START Dataset records

//! Branch comparator.
//!
//! Decode resolves every conditional branch with this comparator. The outcome is
//! authoritative and never consults the branch predictor.

use crate::isa::rv32i::funct3;

/// Evaluates the condition of a conditional branch.
///
/// Returns `None` for the two funct3 encodings (`0b010`, `0b011`) that are reserved
/// under `OP_BRANCH`.
///
/// # Examples
///
/// ```
/// use rvpipe_core::isa::branch::compare;
/// use rvpipe_core::isa::rv32i::funct3;
///
/// assert_eq!(compare(funct3::BLT, u32::MAX, 0), Some(true));   // -1 < 0
/// assert_eq!(compare(funct3::BLTU, u32::MAX, 0), Some(false));
/// ```
pub const fn compare(f3: u32, a: u32, b: u32) -> Option<bool> {
    let taken = match f3 {
        funct3::BEQ => a == b,
        funct3::BNE => a != b,
        funct3::BLT => (a as i32) < (b as i32),
        funct3::BGE => (a as i32) >= (b as i32),
        funct3::BLTU => a < b,
        funct3::BGEU => a >= b,
        _ => return None,
    };
    Some(taken)
}
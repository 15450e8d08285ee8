//! Device trait for memory-mapped I/O.
//!
//! This module defines the `Device` trait implemented by all bus-attached components. It provides:
//! 1. **Identification:** `name` and `address_range` for bus routing.
//! 2. **Access:** Word reads and byte-enabled word writes at device-relative offsets.
//! 3. **Lifecycle:** An optional per-cycle `tick`.
//!
//! Reads take `&self`: the Memory stage evaluates loads before anything commits, so a
//! read must not change device state.

/// Trait for memory-mapped I/O devices attached to the IO bus.
pub trait Device: Send + Sync {
    /// Returns a short name for this device (e.g., `"LEDS"`).
    fn name(&self) -> &str;

    /// Returns `(base_address, size_in_bytes)` for this device's MMIO region.
    fn address_range(&self) -> (u32, u32);

    /// Reads the aligned word at the given device-relative offset.
    fn read_u32(&self, offset: u32) -> u32;

    /// Writes the byte lanes of `val` selected by `enable` at the aligned word `offset`.
    ///
    /// Read-only registers ignore writes.
    fn write_u32(&mut self, offset: u32, val: u32, enable: u8);

    /// Advances the device by one clock cycle.
    fn tick(&mut self) {}
}
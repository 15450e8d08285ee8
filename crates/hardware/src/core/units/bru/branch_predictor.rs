//! Branch Predictor Interface.
//!
//! Fetch queries [`BranchPredictor::predict`] every cycle; Decode calls
//! [`BranchPredictor::update`] once for every branch or jump it resolves. Updates are
//! never rolled back, even if the trained instruction is later flushed.

/// A prediction made by Fetch.
#[derive(Clone, Copy, Debug, Default, PartialEq, Eq)]
pub struct Prediction {
    /// Predicted next PC (meaningful only when `valid`).
    pub target: u32,
    /// The predictor has a taken prediction with a known target.
    pub valid: bool,
}

impl Prediction {
    /// No prediction: Fetch falls through to PC+4.
    pub const NONE: Self = Self {
        target: 0,
        valid: false,
    };

    /// A taken prediction to `target`.
    pub const fn taken(target: u32) -> Self {
        Self {
            target,
            valid: true,
        }
    }
}

/// Trait for branch prediction strategies.
pub trait BranchPredictor {
    /// Predicts the next PC for the instruction fetched at `pc`.
    fn predict(&self, pc: u32) -> Prediction;

    /// Trains the predictor with a resolved outcome.
    ///
    /// # Arguments
    ///
    /// * `pc` - Address of the branch or jump.
    /// * `taken` - Whether control transferred (always `true` for jumps).
    /// * `target` - The computed target address.
    fn update(&mut self, pc: u32, taken: bool, target: u32);

    /// Global history at prediction time. Fetch stores it with the fetched instruction so
    /// training reaches the entry the prediction read. History-free predictors return 0.
    fn history(&self) -> u32 {
        0
    }

    /// Trains the predictor using the `history` captured when the branch was fetched.
    fn update_with_history(&mut self, pc: u32, taken: bool, target: u32, _history: u32) {
        self.update(pc, taken, target);
    }
}
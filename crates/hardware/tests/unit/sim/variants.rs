//! Variant selection and fail-fast construction.

use pretty_assertions::assert_eq;
use rstest::rstest;

use crate::common::builder::instruction::asm;
use crate::common::harness::TestContext;
use rvpipe_core::common::SimError;
use rvpipe_core::config::{Config, Variant};
use rvpipe_core::core::pipeline::forwarding::ForwardingUnit;
use rvpipe_core::core::pipeline::microarch::Microarch;
use rvpipe_core::core::units::bru::PredictorKind;
use rvpipe_core::sim::Simulator;

#[rstest]
#[case(Variant::NoForward, ForwardingUnit::Disabled, PredictorKind::Disabled)]
#[case(Variant::Forward, ForwardingUnit::Enabled, PredictorKind::Disabled)]
#[case(Variant::ForwardBtb, ForwardingUnit::Enabled, PredictorKind::Btb)]
#[case(Variant::ForwardCounter, ForwardingUnit::Enabled, PredictorKind::Counter)]
#[case(Variant::ForwardGshare, ForwardingUnit::Enabled, PredictorKind::GShare)]
fn variant_selects_strategies(
    #[case] variant: Variant,
    #[case] forwarding: ForwardingUnit,
    #[case] predictor: PredictorKind,
) {
    assert_eq!(Microarch::forwarding_for(variant), forwarding);
    assert_eq!(Microarch::predictor_for(variant), predictor);

    let ctx = TestContext::new(variant);
    assert_eq!(ctx.sim.cpu.microarch.forwarding, forwarding);
    assert_eq!(ctx.sim.cpu.microarch.predictor.kind(), predictor);
}

#[rstest]
fn every_tick_reports_the_variant_id(#[values(0, 1, 2, 3, 4)] id: u8) {
    let mut sim = Simulator::with_variant_id(&Config::default(), id).expect("supported id");
    sim.load_program(0, &[asm().nop().build(); 8])
        .expect("program fits in RAM");

    assert_eq!(sim.variant().id(), id);
    for _ in 0..5 {
        assert_eq!(sim.tick().variant, id);
    }
}

#[rstest]
fn unsupported_id_fails_before_simulation(#[values(5, 9, 255)] id: u8) {
    let err = Simulator::with_variant_id(&Config::default(), id).unwrap_err();
    assert!(matches!(err, SimError::UnsupportedVariant(got) if got == id));
}

#[test]
fn ids_and_names_are_stable() {
    let listed: Vec<(u8, &str)> = Variant::ALL.iter().map(|v| (v.id(), v.name())).collect();
    assert_eq!(
        listed,
        vec![
            (0, "no-forward"),
            (1, "forward"),
            (2, "forward-btb"),
            (3, "forward-counter"),
            (4, "forward-gshare"),
        ]
    );
}

#[test]
fn halted_core_keeps_reporting_its_variant() {
    let mut program = vec![asm().halt().build()];
    program.extend([asm().nop().build(); 4]);
    let mut ctx = TestContext::new(Variant::ForwardCounter).load_program(&program);
    let _ = ctx.run_until_halt();

    let after = ctx.step(2);
    assert!(after.iter().all(|r| r.halted && r.variant == 3));
}
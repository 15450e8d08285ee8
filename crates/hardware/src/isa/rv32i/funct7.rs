//! RISC-V Base Integer (I) Function Codes (funct7).

/// Default funct7 (ADD, SRL, and every other non-alternate R-type operation).
pub const DEFAULT: u32 = 0b000_0000;
/// Subtract.
pub const SUB: u32 = 0b010_0000;
/// Shift Right Arithmetic (also bits 31-25 of SRAI).
pub const SRA: u32 = 0b010_0000;
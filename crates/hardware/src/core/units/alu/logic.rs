//! ALU logical and comparison operations.

use crate::core::pipeline::signals::AluOp;

/// Executes a bitwise or set-less-than operation. Returns `0` for other opcodes.
pub const fn execute(op: AluOp, a: u32, b: u32) -> u32 {
    match op {
        AluOp::Or => a | b,
        AluOp::And => a & b,
        AluOp::Xor => a ^ b,
        AluOp::Slt => ((a as i32) < (b as i32)) as u32,
        AluOp::Sltu => (a < b) as u32,
        _ => 0,
    }
}
//! Program image loading.

use std::io::Write;
use std::path::Path;

use pretty_assertions::assert_eq;
use rstest::rstest;
use tempfile::NamedTempFile;

use crate::common::harness::TestContext;
use rvpipe_core::common::SimError;
use rvpipe_core::config::Variant;
use rvpipe_core::sim::loader::{self, ImageFormat, parse_hex};
use rvpipe_core::soc::memory::Ram;

fn temp_with(suffix: &str, contents: &[u8]) -> NamedTempFile {
    let mut file = tempfile::Builder::new()
        .suffix(suffix)
        .tempfile()
        .expect("create temp file");
    file.write_all(contents).expect("write temp file");
    file
}

#[test]
fn hex_words_with_comments_and_address_directive() {
    let text = "\
        // header comment\n\
        00a00513  # li a0, 10\n\
        0x0000_0013\n\
        \n\
        @10\n\
        deadbeef\n";
    let words = parse_hex(text).expect("valid hex");
    assert_eq!(words, vec![(0, 0x00A0_0513), (1, 0x13), (0x10, 0xDEAD_BEEF)]);
}

#[test]
fn multiple_words_per_line() {
    let words = parse_hex("00000013 00000013\n00000073").expect("valid hex");
    assert_eq!(words.len(), 3);
    assert_eq!(words[2], (2, 0x73));
}

#[rstest]
#[case("00000013\nxyz\n", 2)]
#[case("@zz\n", 1)]
#[case("\n\n123456789\n", 3)]
fn malformed_hex_reports_the_line(#[case] text: &str, #[case] line: usize) {
    match parse_hex(text) {
        Err(SimError::Hex { line: got, .. }) => assert_eq!(got, line),
        other => panic!("expected a hex error, got {other:?}"),
    }
}

#[test]
fn hex_index_is_relative_to_base() {
    let mut ram = Ram::new(0, 0x100);
    let image = loader::load_hex(&mut ram, 0x40, "11111111\n@2\n22222222\n").expect("fits");
    assert_eq!(image.bytes, 8);
    assert_eq!(ram.read_word(0x40), Some(0x1111_1111));
    assert_eq!(ram.read_word(0x48), Some(0x2222_2222));
}

#[test]
fn binary_beyond_ram_is_rejected() {
    let mut ram = Ram::new(0, 0x10);
    let err = loader::load_binary(&mut ram, 0xC, &[0; 8]).unwrap_err();
    assert!(matches!(err, SimError::ImageOutOfRange { addr: 0xC, len: 8 }));
}

#[test]
fn garbage_elf_is_rejected() {
    let mut ram = Ram::new(0, 0x100);
    let mut data = b"\x7fELF".to_vec();
    data.extend([0xFF; 12]);
    let err = loader::load_elf(&mut ram, &data).unwrap_err();
    assert!(matches!(err, SimError::Elf(_)));
}

#[rstest]
#[case("prog.hex", b"00000013".as_slice(), ImageFormat::Hex)]
#[case("prog.mem", b"00000013".as_slice(), ImageFormat::Hex)]
#[case("prog.bin", b"\x13\x00\x00\x00".as_slice(), ImageFormat::Bin)]
#[case("prog", b"\x7fELF\x01\x01\x01".as_slice(), ImageFormat::Elf)]
#[case("prog.hex", b"\x7fELF\x01\x01\x01".as_slice(), ImageFormat::Elf)]
fn format_detection(#[case] name: &str, #[case] data: &[u8], #[case] format: ImageFormat) {
    assert_eq!(ImageFormat::detect(Path::new(name), data), format);
}

#[test]
fn simulator_runs_a_hex_file() {
    // addi x5, x0, 9; sw x0, -16(x0); nops
    let file = temp_with(
        ".hex",
        b"00900293\nfe002823\n00000013\n00000013\n00000013\n00000013\n",
    );
    let mut ctx = TestContext::new(Variant::Forward);
    let image = ctx.sim.load_image(file.path(), None).expect("load hex");
    assert_eq!(image.entry, None);

    let _ = ctx.run_until_halt();
    assert_eq!(ctx.get_reg(5), 9);
}

#[test]
fn simulator_runs_a_raw_binary() {
    let words: [u32; 6] = [0x0090_0293, 0xFE00_2823, 0x13, 0x13, 0x13, 0x13];
    let bytes: Vec<u8> = words.iter().flat_map(|w| w.to_le_bytes()).collect();
    let file = temp_with(".bin", &bytes);

    let mut ctx = TestContext::new(Variant::NoForward);
    let image = ctx
        .sim
        .load_image(file.path(), Some(ImageFormat::Bin))
        .expect("load bin");
    assert_eq!(image.bytes, 24);

    let _ = ctx.run_until_halt();
    assert_eq!(ctx.get_reg(5), 9);
}

#[test]
fn missing_file_is_an_io_error() {
    let mut ctx = TestContext::new(Variant::Forward);
    let err = ctx
        .sim
        .load_image(Path::new("/nonexistent/prog.hex"), None)
        .unwrap_err();
    assert!(matches!(err, SimError::Io { .. }));
}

END Dataset records

Each line above that holds the string "entry" should be copied and shown.

    /// training reaches the entry the prediction read. History-free predictors return 0.
    assert_eq!(image.entry, None);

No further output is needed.